RECORDS SHOWN: Begin

// Copyright (c) 2025 Dimitris Kafetzis
//
// Licensed under the MIT License.
// See LICENSE file in the project root for full license information.
//
// SPDX-License-Identifier: MIT

//! # membalance
//!
//! One executable hosting both halves of the membalance tool chain,
//! dispatched by the name it was invoked under:
//!
//! - **membalanced** — the balancing daemon,
//! - **membalancectl** — the operator command-line interface.
//!
//! ## Usage
//! ```bash
//! # run the daemon in the foreground with file logging
//! membalanced --log --debug-level 1
//!
//! # operator commands
//! membalancectl list
//! membalancectl pause
//! membalancectl free-memory 2gb --above-slack
//! membalancectl resume --force
//! ```

mod client;
mod commands;
mod daemon;
mod proto;
mod util;

use clap::{ArgAction, Parser, Subcommand};

/// Daemon command line (`membalanced`).
#[derive(Parser, Debug)]
#[command(name = "membalanced", version, about = "Membalance memory balancing daemon")]
struct DaemonCli {
    /// Run as a daemon.
    #[arg(long)]
    daemon: bool,

    /// Set the debugging output level.
    #[arg(long, default_value_t = 0)]
    debug_level: i32,

    /// Log to the daemon log file instead of syslog.
    #[arg(long)]
    log: bool,

    /// Do not prefix log records with timestamps.
    #[arg(long)]
    no_log_timestamps: bool,
}

/// Operator command line (`membalancectl`).
#[derive(Parser, Debug)]
#[command(
    name = "membalancectl",
    version,
    about = "Membalance daemon control utility",
    disable_help_flag = true
)]
struct CtlCli {
    /// RPC timeout, seconds.
    #[arg(long, global = true, default_value_t = 10)]
    timeout: u32,

    /// Increase verbosity (-v, -vv, -vvv).
    #[arg(short = 'v', long = "verbose", action = ArgAction::Count, global = true)]
    verbose: u8,

    /// Suppress informational output.
    #[arg(long, global = true)]
    quiet: bool,

    /// Display sizes in a human-readable MB.KB form.
    #[arg(short = 'h', long = "human", global = true)]
    human: bool,

    /// Use an alternate daemon control endpoint.
    #[arg(long, global = true, value_name = "path")]
    exec: Option<std::path::PathBuf>,

    /// Print help.
    #[arg(long, global = true, action = ArgAction::Help)]
    help: Option<bool>,

    #[command(subcommand)]
    command: CtlCommand,
}

#[derive(Subcommand, Debug)]
enum CtlCommand {
    /// Show daemon, memory and domain status.
    #[command(disable_help_flag = true)]
    List,

    /// Pause automatic memory adjustment.
    #[command(disable_help_flag = true)]
    Pause,

    /// Resume automatic memory adjustment.
    #[command(disable_help_flag = true)]
    Resume {
        /// Clear the pause level entirely.
        #[arg(long)]
        force: bool,
    },

    /// Reclaim free memory, shrinking managed domains if necessary.
    #[command(name = "free-memory", disable_help_flag = true)]
    FreeMemory {
        /// Amount to free, with an optional unit (e.g. "512mb", "2gb").
        amount: Option<String>,

        /// Take the amount from the `memory` keys of a domain config file.
        #[arg(long, value_name = "file", conflicts_with = "amount")]
        config: Option<std::path::PathBuf>,

        /// Count the amount on top of the host free-memory slack.
        #[arg(long)]
        above_slack: bool,

        /// Allow drawing down the hard reserve.
        #[arg(long)]
        use_reserved_hard: bool,

        /// Fail without shrinking anything if the goal is unattainable.
        #[arg(long)]
        must: bool,
    },

    /// Ask the daemon to (re)examine a domain for management.
    #[command(name = "manage-domain", disable_help_flag = true)]
    ManageDomain {
        /// Domain id.
        domain_id: Option<i64>,

        /// Rescan all currently unmanaged domains.
        #[arg(long, short = 'a', conflicts_with = "domain_id")]
        all: bool,
    },

    /// Query or set the daemon debug level.
    #[command(name = "log-level", disable_help_flag = true)]
    LogLevel { level: Option<i32> },

    /// Query or set the daemon logging sink.
    #[command(name = "log-sink", disable_help_flag = true)]
    LogSink {
        /// "syslog" or "logfile".
        sink: Option<String>,
    },

    /// Ask the daemon to dump its state to its log.
    #[command(name = "dump-debug", disable_help_flag = true)]
    DumpDebug,

    /// Fetch the daemon's debug state and print it.
    #[command(name = "show-debug", disable_help_flag = true)]
    ShowDebug,
}

fn main() {
    let progname = invoked_name();
    let code = match progname.as_str() {
        proto::CTL_PROGNAME => {
            let cli = CtlCli::parse();
            commands::dispatch(cli)
        }
        proto::PROGNAME => {
            let cli = DaemonCli::parse();
            daemon::run(cli.daemon, cli.debug_level, cli.log, cli.no_log_timestamps)
        }
        other => {
            eprintln!(
                "error: unrecognized program name \"{other}\", \
                 must be either membalancectl or membalanced"
            );
            1
        }
    };
    std::process::exit(code);
}

/// The basename the executable was invoked under.
fn invoked_name() -> String {
    std::env::args()
        .next()
        .as_deref()
        .map(|arg0| {
            std::path::Path::new(arg0)
                .file_name()
                .map(|n| n.to_string_lossy().into_owned())
                .unwrap_or_else(|| arg0.to_string())
        })
        .unwrap_or_else(|| proto::PROGNAME.to_string())
}
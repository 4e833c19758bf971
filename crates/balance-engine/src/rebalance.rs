// Copyright (c) 2025 Dimitris Kafetzis
//
// Licensed under the MIT License.
// See LICENSE file in the project root for full license information.
//
// SPDX-License-Identifier: MIT

//! Stage 4: rebalancing between domains.
//!
//! Domains wishing to expand are ranked by expand force and served in
//! order: free memory first (respecting the soft reserve unless the
//! requester presses harder than the soft band resists), then by taking
//! memory from the lowest-resisting victims. The auction ends the moment
//! the strongest remaining requester cannot outbid the weakest remaining
//! victim.
//!
//! Growth proceeds in chunks up to the next size-category threshold: a
//! domain crossing `dmem_min` or `dmem_quota` changes tier, its force is
//! recomputed, and it is reinserted at its new rank. The same applies to
//! victims crossing a threshold downwards. Re-insertion goes before equal
//! entries so fewer domains end up moving.

use crate::forces::{
    eval_expand_force, eval_resist_force, size_expand_category, size_resist_category,
    ForceContext, EPS, RESIST_FORCE_FREE_SOFT,
};
use crate::{Engine, EngineError};
use domain_registry::{round_down, BalanceSide};
use host_gate::DomainId;

pub(crate) fn stage_rebalance(eng: &mut Engine) -> Result<(), EngineError> {
    // Candidates: fresh data, runnable, not already being trimmed.
    let mut vec_expand: Vec<DomainId> = eng
        .registry
        .managed_iter()
        .filter(|r| r.valid_data && r.flags.runnable() && !r.trimming_to_quota)
        .map(|r| r.domain_id)
        .collect();
    if vec_expand.is_empty() {
        return Ok(());
    }
    let mut vec_shrink = vec_expand.clone();

    let expand_ctx = ForceContext::for_expand(
        vec_expand
            .iter()
            .filter_map(|id| eng.registry.managed(*id)),
    );
    let resist_ctx = ForceContext::for_resist(
        vec_shrink
            .iter()
            .filter_map(|id| eng.registry.managed(*id)),
    );
    for &id in &vec_expand {
        let rec = eng.registry.managed_mut(id).expect("candidate is managed");
        eval_expand_force(&expand_ctx, rec);
        eval_resist_force(&resist_ctx, rec);
        // Precedence order for the execution phase is frozen now.
        rec.expand_force0 = rec.expand_force;
    }

    // Domains that do not want to grow or are already at their per-tick
    // cap drop out of the expansion side; domains at their per-tick floor
    // or freshly expanded drop out of the shrink side.
    let tick = eng.tick;
    vec_expand.retain(|id| {
        let r = eng.registry.managed(*id).expect("candidate is managed");
        r.expand_force > EPS && r.memsize < r.memsize_incr
    });
    vec_shrink.retain(|id| {
        let r = eng.registry.managed(*id).expect("candidate is managed");
        r.memsize > r.memsize_decr && !crate::reclaim::is_shrink_soft_protected(tick, r)
    });

    sort_desc_by_expand_force(eng, &mut vec_expand);
    sort_asc_by_resist_force(eng, &mut vec_shrink);

    while !vec_expand.is_empty() {
        let id = vec_expand[0];

        // Reaching a domain already shrinking means the low-pressure end
        // of the vector: nothing past it can be a requester either.
        {
            let rec = eng.registry.managed_mut(id).expect("candidate is managed");
            if rec.balside == BalanceSide::Shrinking {
                vec_expand.remove(0);
                continue;
            }
            rec.balside = BalanceSide::Expanding;
        }

        let (chunk_target, c_size) = {
            let rec = eng.registry.managed(id).expect("candidate is managed");
            // Grow in chunks up to the next category-changing threshold so
            // the force can be re-ranked at the crossing.
            let m = if rec.memsize < rec.dmem_min {
                rec.dmem_min.min(rec.memsize_incr)
            } else if rec.memsize < rec.dmem_quota {
                rec.dmem_quota.min(rec.memsize_incr)
            } else {
                rec.memsize_incr
            };
            (m, size_expand_category(rec, rec.memsize))
        };

        let need = chunk_target - eng.registry.managed(id).expect("managed").memsize;

        if !expand_into_freemem(eng, id, need) {
            let before = eng.registry.managed(id).expect("managed").memsize;
            rebalance_from_victims(eng, id, need, &resist_ctx, &mut vec_shrink);
            if eng.registry.managed(id).expect("managed").memsize == before {
                // could not grow the strongest requester at all: done
                break;
            }
        }

        let rec = eng.registry.managed(id).expect("candidate is managed");
        if rec.memsize >= rec.memsize_incr {
            vec_expand.remove(0);
            continue;
        }

        if size_expand_category(rec, rec.memsize) != c_size {
            let rec = eng.registry.managed_mut(id).expect("candidate is managed");
            eval_expand_force(&expand_ctx, rec);
            vec_expand.remove(0);
            insert_into_vec_expand(eng, &mut vec_expand, id);
        } else if eng.registry.managed(id).expect("managed").memsize == chunk_target {
            // A chunk boundary below the per-tick cap is always a category
            // threshold; reaching it without crossing means the chunk
            // arithmetic is wrong, and carrying on would loop forever.
            return Err(EngineError::Bug(format!(
                "stage_rebalance: size category did not change (domain {id})"
            )));
        }
    }
    Ok(())
}

/// Tries to satisfy `need` KB for `id` from free memory. The reserve
/// respected depends on how hard the domain presses: above the soft
/// band's resistance it may dig down to the hard reserve.
fn expand_into_freemem(eng: &mut Engine, id: DomainId, need: i64) -> bool {
    let force = eng.registry.managed(id).expect("managed").expand_force;
    let chunk = free_allocate(eng, force, need);
    if chunk == 0 {
        return false;
    }
    let rec = eng.registry.managed_mut(id).expect("managed");
    rec.memsize += chunk;
    tracing::trace!(
        domain = id,
        chunk_kb = chunk,
        force,
        host_free = eng.host_free,
        "expansion from free memory"
    );
    true
}

/// Allocates up to `need` KB of free memory at the given expand force,
/// in quantum multiples. Returns 0..=need.
fn free_allocate(eng: &mut Engine, expand_force: f64, need: i64) -> i64 {
    debug_assert!(need >= 0, "free_allocate with negative need");

    let reserve = if expand_force > RESIST_FORCE_FREE_SOFT {
        eng.config.host_reserved_hard.value() as i64
    } else {
        eng.config.host_reserved_soft.value() as i64
    };

    let avail = eng.host_free - reserve;
    if avail <= 0 {
        return 0;
    }

    let allocated = round_down(avail.min(need), eng.quantum_kb() as i64);
    eng.host_free -= allocated;
    allocated
}

/// Expands `id` by up to `need` at the cost of the shrink candidates, in
/// ascending resist-force order.
fn rebalance_from_victims(
    eng: &mut Engine,
    id: DomainId,
    mut need: i64,
    resist_ctx: &ForceContext,
    vec_shrink: &mut Vec<DomainId>,
) {
    while need > 0 && !vec_shrink.is_empty() {
        let victim = vec_shrink[0];

        // A domain on the expansion side, or one with nothing left to
        // give this tick, is no victim.
        {
            let v = eng.registry.managed(victim).expect("victim is managed");
            if v.balside == BalanceSide::Expanding || v.memsize <= v.memsize_decr {
                vec_shrink.remove(0);
                continue;
            }
            let requester_force = eng.registry.managed(id).expect("managed").expand_force;
            if requester_force <= v.resist_force {
                // even the weakest victim will not yield
                return;
            }
        }

        // How much until the victim's next size threshold?
        let (mut chunk, c_size) = {
            let v = eng.registry.managed(victim).expect("victim is managed");
            let floor = if v.memsize > v.dmem_quota {
                v.memsize_decr.max(v.dmem_quota)
            } else {
                v.memsize_decr
            };
            (v.memsize - floor, size_resist_category(v, v.memsize))
        };

        chunk = chunk.min(need);
        {
            let v = eng.registry.managed_mut(victim).expect("victim is managed");
            v.memsize -= chunk;
            v.balside = BalanceSide::Shrinking;
        }
        {
            let d = eng.registry.managed_mut(id).expect("managed");
            d.memsize += chunk;
        }
        need -= chunk;
        tracing::trace!(victim, to = id, chunk_kb = chunk, "rebalance transfer");

        let v = eng.registry.managed(victim).expect("victim is managed");
        if v.memsize <= v.memsize_decr {
            // spent as a supplier for this tick
            vec_shrink.remove(0);
        } else if size_resist_category(v, v.memsize) != c_size {
            let v = eng.registry.managed_mut(victim).expect("victim is managed");
            eval_resist_force(resist_ctx, v);
            vec_shrink.remove(0);
            insert_into_vec_shrink(eng, vec_shrink, victim);
        }
    }
}

fn sort_desc_by_expand_force(eng: &Engine, vec: &mut [DomainId]) {
    vec.sort_by(|a, b| {
        let fa = eng.registry.managed(*a).expect("managed").expand_force;
        let fb = eng.registry.managed(*b).expect("managed").expand_force;
        fb.partial_cmp(&fa)
            .unwrap_or(std::cmp::Ordering::Equal)
            .then(a.cmp(b))
    });
}

fn sort_asc_by_resist_force(eng: &Engine, vec: &mut [DomainId]) {
    vec.sort_by(|a, b| {
        let fa = eng.registry.managed(*a).expect("managed").resist_force;
        let fb = eng.registry.managed(*b).expect("managed").resist_force;
        fa.partial_cmp(&fb)
            .unwrap_or(std::cmp::Ordering::Equal)
            .then(a.cmp(b))
    });
}

/// Inserts into a vector sorted by descending expand force, before any
/// equal entries (expanding one domain beats expanding two).
fn insert_into_vec_expand(eng: &Engine, vec: &mut Vec<DomainId>, id: DomainId) {
    let force = eng.registry.managed(id).expect("managed").expand_force;
    let pos = vec.partition_point(|other| {
        eng.registry.managed(*other).expect("managed").expand_force > force
    });
    vec.insert(pos, id);
}

/// Inserts into a vector sorted by ascending resist force, before any
/// equal entries.
fn insert_into_vec_shrink(eng: &Engine, vec: &mut Vec<DomainId>, id: DomainId) {
    let force = eng.registry.managed(id).expect("managed").resist_force;
    let pos = vec.partition_point(|other| {
        eng.registry.managed(*other).expect("managed").resist_force < force
    });
    vec.insert(pos, id);
}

RECORDS SHOWN: End

[WHAT TO DO] Could you restate word for word the lines above from the one containing "let m = if rec.memsize" through the one containing "fn expand_into_freemem(eng: &mut", both included, and nothing else?

[ANSWER TO THIS EXERCISE]
            let m = if rec.memsize < rec.dmem_min {
                rec.dmem_min.min(rec.memsize_incr)
            } else if rec.memsize < rec.dmem_quota {
                rec.dmem_quota.min(rec.memsize_incr)
            } else {
                rec.memsize_incr
            };
            (m, size_expand_category(rec, rec.memsize))
        };

        let need = chunk_target - eng.registry.managed(id).expect("managed").memsize;

        if !expand_into_freemem(eng, id, need) {
            let before = eng.registry.managed(id).expect("managed").memsize;
            rebalance_from_victims(eng, id, need, &resist_ctx, &mut vec_shrink);
            if eng.registry.managed(id).expect("managed").memsize == before {
                // could not grow the strongest requester at all: done
                break;
            }
        }

        let rec = eng.registry.managed(id).expect("candidate is managed");
        if rec.memsize >= rec.memsize_incr {
            vec_expand.remove(0);
            continue;
        }

        if size_expand_category(rec, rec.memsize) != c_size {
            let rec = eng.registry.managed_mut(id).expect("candidate is managed");
            eval_expand_force(&expand_ctx, rec);
            vec_expand.remove(0);
            insert_into_vec_expand(eng, &mut vec_expand, id);
        } else if eng.registry.managed(id).expect("managed").memsize == chunk_target {
            // A chunk boundary below the per-tick cap is always a category
            // threshold; reaching it without crossing means the chunk
            // arithmetic is wrong, and carrying on would loop forever.
            return Err(EngineError::Bug(format!(
                "stage_rebalance: size category did not change (domain {id})"
            )));
        }
    }
    Ok(())
}

/// Tries to satisfy `need` KB for `id` from free memory. The reserve
/// respected depends on how hard the domain presses: above the soft
/// band's resistance it may dig down to the hard reserve.
fn expand_into_freemem(eng: &mut Engine, id: DomainId, need: i64) -> bool {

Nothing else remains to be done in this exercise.